━━━ RECORDS

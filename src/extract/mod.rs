//! Inline data extraction pipeline.
//!
//! Three stages evaluated strictly in sequence: locate the hydration
//! script, isolate one balanced JSON object from it, and project the
//! parsed tree into a flat `SongInfo`. Every stage may terminate with
//! "not found" as a normal value; each call is pure given its HTML input.

pub mod isolate;
pub mod locate;
pub mod project;

use serde::Serialize;
use serde_json::Value;

use crate::models::SongInfo;

pub use isolate::{IsolateStrategy, isolate_json};
pub use locate::{LocateStrategy, locate_data_script};
pub use project::{DEFAULT_LOADER_KEY, format_lrc_time, format_lyrics, project_song_info};

/// Options for a pipeline invocation.
#[derive(Debug, Clone, Default)]
pub struct ExtractOptions {
    /// Collect `ExtractionDebug` artifacts alongside the result.
    pub debug: bool,
    /// Loader-data key to try first; defaults to [`DEFAULT_LOADER_KEY`].
    pub expected_loader_key: Option<String>,
}

/// Diagnostic artifacts collected when debug mode is on. Additive only:
/// collecting these never changes the outcome of the plain path.
#[derive(Debug, Clone, Default, Serialize)]
pub struct ExtractionDebug {
    pub logs: Vec<String>,
    #[serde(rename = "foundScriptTags")]
    pub found_script_tags: usize,
    #[serde(rename = "matchedStrategy", skip_serializing_if = "Option::is_none")]
    pub matched_strategy: Option<String>,
    #[serde(rename = "scriptPreviewStart", skip_serializing_if = "Option::is_none")]
    pub script_preview_start: Option<String>,
    #[serde(rename = "scriptPreviewEnd", skip_serializing_if = "Option::is_none")]
    pub script_preview_end: Option<String>,
    #[serde(rename = "jsonLength", skip_serializing_if = "Option::is_none")]
    pub json_length: Option<usize>,
    #[serde(rename = "loaderKeys", skip_serializing_if = "Option::is_none")]
    pub loader_keys: Option<Vec<String>>,
}

impl ExtractionDebug {
    fn log(&mut self, message: impl Into<String>) {
        self.logs.push(message.into());
    }
}

/// Outcome of the locate + isolate + parse stages.
///
/// `parsed == None` with `json_text == Some(..)` means a region was
/// isolated but was not valid JSON, a failure mode distinct from
/// "no data found".
#[derive(Debug, Clone, Default)]
pub struct InlineData {
    pub parsed: Option<Value>,
    pub json_text: Option<String>,
    pub debug: Option<ExtractionDebug>,
}

/// Run the locate, isolate and parse stages over a raw HTML document.
pub fn extract_inline_data(html: &str, options: &ExtractOptions) -> InlineData {
    let mut debug = options.debug.then(ExtractionDebug::default);
    if let Some(d) = debug.as_mut() {
        d.log(format!("HTML length: {}", html.len()));
    }

    let (located, script_count) = locate_data_script(html);
    if let Some(d) = debug.as_mut() {
        d.found_script_tags = script_count;
    }
    let Some(located) = located else {
        tracing::debug!(script_count, "no candidate script tag containing inline data");
        if let Some(d) = debug.as_mut() {
            d.log("No candidate script tag containing inline data");
        }
        return InlineData { parsed: None, json_text: None, debug };
    };

    let script = located.body.trim();
    if let Some(d) = debug.as_mut() {
        if located.strategy == LocateStrategy::AssignmentScan {
            d.log("marker script not found, matched by assignment scan");
        }
        d.script_preview_start = Some(head_chars(script, 200).to_string());
        d.script_preview_end = Some(tail_chars(script, 200).to_string());
    }

    let Some((json_text, strategy)) = isolate_json(script) else {
        tracing::debug!("failed to isolate JSON text from script content");
        if let Some(d) = debug.as_mut() {
            d.log("Failed to isolate JSON text from script content");
        }
        return InlineData { parsed: None, json_text: None, debug };
    };
    if let Some(d) = debug.as_mut() {
        d.matched_strategy = Some(strategy.as_str().to_string());
        d.json_length = Some(json_text.len());
    }

    match serde_json::from_str::<Value>(json_text) {
        Ok(parsed) => {
            if let Some(d) = debug.as_mut() {
                match parsed.get("loaderData").and_then(Value::as_object) {
                    Some(map) => {
                        d.loader_keys = Some(map.keys().cloned().collect());
                    }
                    None => d.log("parsed data has no loaderData map"),
                }
            }
            InlineData {
                parsed: Some(parsed),
                json_text: Some(json_text.to_string()),
                debug,
            }
        }
        Err(err) => {
            // Isolated but malformed: distinct from "not found", collapsed
            // to "no data" on the plain path.
            tracing::debug!(strategy = strategy.as_str(), %err, "isolated text is not valid JSON");
            if let Some(d) = debug.as_mut() {
                d.log(format!("JSON parse failed: {err}"));
            }
            InlineData {
                parsed: None,
                json_text: Some(json_text.to_string()),
                debug,
            }
        }
    }
}

/// The single composed entry point: locate, isolate, parse and project.
pub fn extract_song_info(html: &str) -> Option<SongInfo> {
    let inline = extract_inline_data(html, &ExtractOptions::default());
    inline
        .parsed
        .as_ref()
        .and_then(|parsed| project_song_info(parsed, DEFAULT_LOADER_KEY))
}

/// First `max` characters of `s`, cut on a character boundary.
fn head_chars(s: &str, max: usize) -> &str {
    match s.char_indices().nth(max) {
        Some((idx, _)) => &s[..idx],
        None => s,
    }
}

/// Last `max` characters of `s`, cut on a character boundary.
fn tail_chars(s: &str, max: usize) -> &str {
    let total = s.chars().count();
    if total <= max {
        return s;
    }
    match s.char_indices().nth(total - max) {
        Some((idx, _)) => &s[idx..],
        None => s,
    }
}

#[cfg(test)]
mod tests {
    use super::*;
    use serde_json::json;

    fn song_page_html() -> String {
        let tree = json!({
            "loaderData": {
                "song_(id)/page": {
                    "audioWithLyricsOption": {
                        "url": "https://cdn.example.com/a.mp3",
                        "coverURL": "https://cdn.example.com/c.jpg",
                        "lyrics": {
                            "lyricType": "krc",
                            "sentences": [
                                {"text": "作曲：王五", "type": "lrc"},
                                {
                                    "startMs": 61_234,
                                    "endMs": 62_000,
                                    "text": "Hi",
                                    "words": [{"text": "Hi", "startMs": 61_234, "endMs": 62_000}]
                                }
                            ]
                        },
                        "trackInfo": {
                            "name": "Song",
                            "artists": [{"name": "Someone"}],
                            "album": {"name": "Album"}
                        }
                    }
                }
            },
            "errors": null
        });
        format!(
            concat!(
                "<html><head><script>telemetry()</script></head><body>",
                r#"<script data-script-src="modern-inline">window._ROUTER_DATA = {};</script>"#,
                "</body></html>"
            ),
            serde_json::to_string(&tree).unwrap()
        )
    }

    #[test]
    fn test_full_pipeline() {
        let html = song_page_html();
        let song = extract_song_info(&html).unwrap();
        assert_eq!(song.title, "Song");
        assert_eq!(song.lyrics.lrc, "[01:01.23]Hi");
        assert_eq!(song.lyrics.word_lrc, "[01:01.23]<61234,62000>Hi");
        let contributors = song.contributors.as_ref().unwrap();
        assert_eq!(contributors.composers, Some(vec!["王五".to_string()]));
        assert!(contributors.lyricists.is_none());
    }

    #[test]
    fn test_pipeline_is_idempotent() {
        let html = song_page_html();
        let first = extract_song_info(&html).unwrap();
        let second = extract_song_info(&html).unwrap();
        assert_eq!(first, second);
    }

    #[test]
    fn test_debug_artifacts_do_not_change_outcome() {
        let html = song_page_html();
        let plain = extract_inline_data(&html, &ExtractOptions::default());
        let verbose = extract_inline_data(
            &html,
            &ExtractOptions { debug: true, expected_loader_key: None },
        );
        assert_eq!(plain.parsed, verbose.parsed);
        assert_eq!(plain.json_text, verbose.json_text);
        assert!(plain.debug.is_none());

        let debug = verbose.debug.unwrap();
        assert_eq!(debug.found_script_tags, 2);
        assert_eq!(debug.matched_strategy.as_deref(), Some("balanced-brace-after-equals"));
        assert_eq!(debug.loader_keys, Some(vec!["song_(id)/page".to_string()]));
        assert!(debug.script_preview_start.is_some());
        assert!(debug.json_length.is_some());
    }

    #[test]
    fn test_no_data_html() {
        let inline = extract_inline_data(
            "<html><script>a()</script></html>",
            &ExtractOptions { debug: true, expected_loader_key: None },
        );
        assert!(inline.parsed.is_none());
        assert!(inline.json_text.is_none());
        assert!(inline.debug.unwrap().found_script_tags >= 1);
        assert!(extract_song_info("<html></html>").is_none());
    }

    #[test]
    fn test_malformed_json_distinguished_from_not_found() {
        let html = r#"<script data-script-src="modern-inline">_ROUTER_DATA = {"a": };</script>"#;
        let inline = extract_inline_data(html, &ExtractOptions { debug: true, ..Default::default() });
        assert!(inline.parsed.is_none());
        assert!(inline.json_text.is_some());
        let debug = inline.debug.unwrap();
        assert!(debug.logs.iter().any(|l| l.contains("JSON parse failed")));
    }

    #[test]
    fn test_preview_helpers_respect_char_boundaries() {
        let s = "好".repeat(300);
        assert_eq!(head_chars(&s, 200).chars().count(), 200);
        assert_eq!(tail_chars(&s, 200).chars().count(), 200);
        assert_eq!(head_chars("short", 200), "short");
        assert_eq!(tail_chars("short", 200), "short");
    }
}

━━━━━━

**WHAT THIS TASK INVOLVES:**
Within the entries above, count the lines that include "located". The answer is that number alone.

**SOLUTION BELOW:**
4